**Problem statement**
Which lines below include "tables"? Copy them all.

**Data extracts**
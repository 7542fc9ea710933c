//! Inflectional-class tables for Modern Greek.
//!
//! Each POS gets an ordered priority list of `(tag, candidate endings)`
//! pairs; the first class with an ending matching the lemma wins, so overlap
//! between later classes is harmless. The tables are immutable configuration
//! built once at startup and passed into the inferencer explicitly.
//!
//! Class inventory follows the standard school grammar: verb conjugations A,
//! B1, B2 and passives; noun declensions by gender and ending; the common
//! adjective paradigms.

/// One inflectional class: tag plus the lemma endings that select it.
#[derive(Debug, Clone)]
pub struct SuffixClass {
    /// Class subtag, e.g. `masc-ος` or `b1`.
    pub tag: String,
    /// Candidate lemma endings, matched against the raw (accented) lemma.
    pub endings: Vec<String>,
}

impl SuffixClass {
    /// Create a class from string literals.
    pub fn new(tag: &str, endings: &[&str]) -> Self {
        SuffixClass {
            tag: tag.to_string(),
            endings: endings.iter().map(|e| e.to_string()).collect(),
        }
    }

    /// True when the lemma carries one of this class's endings.
    pub fn matches(&self, lemma: &str) -> bool {
        self.endings.iter().any(|ending| lemma.ends_with(ending.as_str()))
    }
}

/// An ordered class list for one POS. First match wins.
#[derive(Debug, Clone)]
pub struct ClassTable {
    classes: Vec<SuffixClass>,
}

impl ClassTable {
    /// Create a table from classes in priority order.
    pub fn new(classes: Vec<SuffixClass>) -> Self {
        ClassTable { classes }
    }

    /// The classes, in priority order.
    pub fn classes(&self) -> &[SuffixClass] {
        &self.classes
    }

    /// Match the lemma's ending against the classes in declaration order.
    pub fn classify(&self, lemma: &str) -> Option<&str> {
        self.classes
            .iter()
            .find(|class| class.matches(lemma))
            .map(|class| class.tag.as_str())
    }
}

/// The full suffix-class configuration: per-POS class tables plus the
/// lemma-ending list used by the stem fallback.
#[derive(Debug, Clone)]
pub struct MorphClasses {
    verb: ClassTable,
    noun: ClassTable,
    adj: ClassTable,
    lemma_suffixes: Vec<String>,
}

impl MorphClasses {
    /// The Modern Greek class inventory.
    pub fn modern_greek() -> Self {
        // Verb lemmas are first person singular present. Conjugations B1/B2
        // are checked before A so the accented endings win over bare -ω.
        let verb = ClassTable::new(vec![
            SuffixClass::new("b1", &["άω", "έω"]),
            SuffixClass::new("b2", &["ώ"]),
            SuffixClass::new("a", &["ω"]),
            SuffixClass::new("παθ", &["άμαι", "ώμαι", "ομαι", "ται"]),
        ]);

        // Gender-variable (pro)noun lemmas are masculine singular.
        let noun = ClassTable::new(vec![
            SuffixClass::new("masc-ος", &["ος"]),
            SuffixClass::new("masc-ας", &["ας"]),
            SuffixClass::new("masc-ης", &["ης", "ής"]),
            SuffixClass::new("neut-μα", &["μα"]),
            SuffixClass::new("neut-ι", &["ι", "ός"]),
            SuffixClass::new("neut-ο", &["ο", "ό"]),
            SuffixClass::new("fem-α", &["α"]),
            SuffixClass::new("fem-η", &["η", "ή"]),
        ]);

        // Adjective lemmas are masculine singular.
        let adj = ClassTable::new(vec![
            SuffixClass::new("ός", &["ρός", "νός", "ακός", "ικός", "ός"]),
            SuffixClass::new("ος", &["ινος", "ιος", "ος"]),
            SuffixClass::new("ής", &["ής"]),
            SuffixClass::new("ης", &["ης"]),
            SuffixClass::new("ύς", &["ύς"]),
        ]);

        let lemma_suffixes = [
            "αω", "εω", "αμαι", "ωμαι", "ομαι", "ος", "ης", "ας", "μα", "ιο", "α", "η", "ο", "ω",
        ]
        .iter()
        .map(|s| s.to_string())
        .collect();

        MorphClasses {
            verb,
            noun,
            adj,
            lemma_suffixes,
        }
    }

    /// The class table for a POS, if it has one. Nouns and pronouns share
    /// their endings; proper nouns have no table and always fall back.
    pub fn table_for(&self, pos: &str) -> Option<&ClassTable> {
        match pos {
            "VERB" => Some(&self.verb),
            "NOUN" | "PRON" => Some(&self.noun),
            "ADJ" => Some(&self.adj),
            _ => None,
        }
    }

    /// Lemma endings stripped by the stem fallback, in priority order.
    /// Matched against the normalized (τόνος-less) lemma.
    pub fn lemma_suffixes(&self) -> &[String] {
        &self.lemma_suffixes
    }
}

impl Default for MorphClasses {
    fn default() -> Self {
        Self::modern_greek()
    }
}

**Exercise output**
//! Inflectional-class tables for Modern Greek.
//! between later classes is harmless. The tables are immutable configuration
/// The full suffix-class configuration: per-POS class tables plus the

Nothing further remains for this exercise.